ET has reviewed the contents of the two letters, which also pointed out to media reports stating the private sale of HomeShop18 by owner Network18 to a real estate firm Skyblue Buildwell Pvt. Ltd.
Sellers attached to HomeShop18 last week began staging protests outside the HomeShop18 office in Noida. A few sellers that ET spoke to estimated the dues that the company collectively owes them to be as high of Rs 150 crore.

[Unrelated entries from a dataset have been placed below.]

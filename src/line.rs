//! Line normalization and first-token helpers.

/// Words whose payload is display text rather than script.
const TEXT_KEYWORDS: &[&str] = &[
    "SAY",
    "SYSMESSAGE",
    "MESSAGE",
    "EMOTE",
    "SAYU",
    "SAYUA",
    "TITLE",
    "NAME",
    "DESC",
    "PROMPTCONSOLE",
    "BARK",
    "GROUP",
    "EVENTS",
    "FLAGS",
    "RECT",
    "P",
    "AUTHOR",
    "PAGES",
];

const WRITEFILE_PREFIX: &str = "SERV.WRITEFILE ";

/// Strip everything from the first `//` and trim surrounding whitespace.
pub fn clean_line(raw: &str) -> &str {
    let line = match raw.find("//") {
        Some(idx) => &raw[..idx],
        None => raw,
    };
    line.trim()
}

/// First whitespace-delimited token, or `""` for a blank line.
pub fn first_token(line: &str) -> &str {
    line.split_whitespace().next().unwrap_or("")
}

/// Statement keyword of a cleaned line: the first token cut at `(`,
/// uppercased, so `IF(<x>)` and `IF (<x>)` read the same.
pub fn keyword(line: &str) -> String {
    let token = first_token(line);
    let end = token.find('(').unwrap_or(token.len());
    token[..end].to_ascii_uppercase()
}

/// Whether anything follows the statement keyword.
pub fn has_arguments(line: &str, keyword_len: usize) -> bool {
    line.get(keyword_len..)
        .map(|rest| !rest.trim().is_empty())
        .unwrap_or(false)
}

/// ASCII case-insensitive prefix test.
pub fn has_prefix_fold(s: &str, prefix: &str) -> bool {
    s.len() >= prefix.len()
        && s.as_bytes()[..prefix.len()].eq_ignore_ascii_case(prefix.as_bytes())
}

pub fn is_write_file(line: &str) -> bool {
    has_prefix_fold(line, WRITEFILE_PREFIX)
}

/// Text keywords match on the last dotted segment, so `SRC.SYSMESSAGE`
/// counts like `SYSMESSAGE`.
pub fn is_text_keyword(token: &str) -> bool {
    if token.is_empty() {
        return false;
    }
    let word = match token.rfind('.') {
        Some(dot) if dot + 1 < token.len() => &token[dot + 1..],
        _ => token,
    };
    TEXT_KEYWORDS.iter().any(|k| k.eq_ignore_ascii_case(word))
}

/// Numeric literal as used for counts and ranges: optional sign, a leading
/// digit, then alphanumerics (hex ids such as `0a1f`).
pub fn is_numeric_token(token: &str) -> bool {
    let body = token.strip_prefix('-').unwrap_or(token);
    let mut chars = body.chars();
    match chars.next() {
        Some(c) if c.is_ascii_digit() => chars.all(|c| c.is_ascii_alphanumeric()),
        _ => false,
    }
}

#[cfg(test)]
mod tests {
    use super::*;

    #[test]
    fn test_clean_line_strips_comment_and_whitespace() {
        assert_eq!(clean_line("  IF 1 // check"), "IF 1");
        assert_eq!(clean_line("// only comment"), "");
        assert_eq!(clean_line("\t\t"), "");
    }

    #[test]
    fn test_keyword_cuts_at_paren() {
        assert_eq!(keyword("if(<src.npc>)"), "IF");
        assert_eq!(keyword("ENDIF"), "ENDIF");
        assert_eq!(keyword(""), "");
        assert!(!has_arguments("WHILE", 5));
        assert!(has_arguments("WHILE(<x>)", 5));
    }

    #[test]
    fn test_text_keyword_uses_last_segment() {
        assert!(is_text_keyword("SRC.SYSMESSAGE"));
        assert!(is_text_keyword("say"));
        assert!(!is_text_keyword("NAME=Bob"));
        assert!(!is_text_keyword("SRC."));
    }

    #[test]
    fn test_write_file_prefix_fold() {
        assert!(is_write_file("serv.writefile log.txt <x"));
        assert!(!is_write_file("SERV.WRITEFILEX"));
    }

    #[test]
    fn test_numeric_tokens() {
        assert!(is_numeric_token("3"));
        assert!(is_numeric_token("-10"));
        assert!(is_numeric_token("0a1f"));
        assert!(!is_numeric_token("i_gold"));
        assert!(!is_numeric_token("-"));
    }
}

“They have not paid me my dues since the start of 2019. They owe me about Rs 270,000 and I even have written confirmations from HomeShop18 representatives on this,” said one seller on the platform that ET spoke to. “When I visited their office to ask them to settle my payment, they said the payment would be made once the transfer to new owners were done.”
Another seller who claimed HomeShop18 owes him dues of Rs 1.8 crore said company representatives continually kept delaying payments and asked him not to stop selling his cosmetics products on the platform with the promise of clearing payments quickly. He added that the payments to him stopped being made since March 2019.
Emailed queries sent to Homeshop18’s CFO Gurvinder Singh received an automated out of office response. Reliance and SkyBlue representatives did not reply to ET’s query seeking comment as of press time Sunday.
AIOVA in its letter has also asked the MCA to block the sale of HomeShop18 until the dues to sellers is not cleared.
Launched in 2008, HomeShop18 was considered to be a leader in the televised shopping category in India. However, with competition from e-commerce firms such as Amazon, Flipkart and Snapdeal, the firm failed to keep pace with the growth of the digital shopping industry in the country.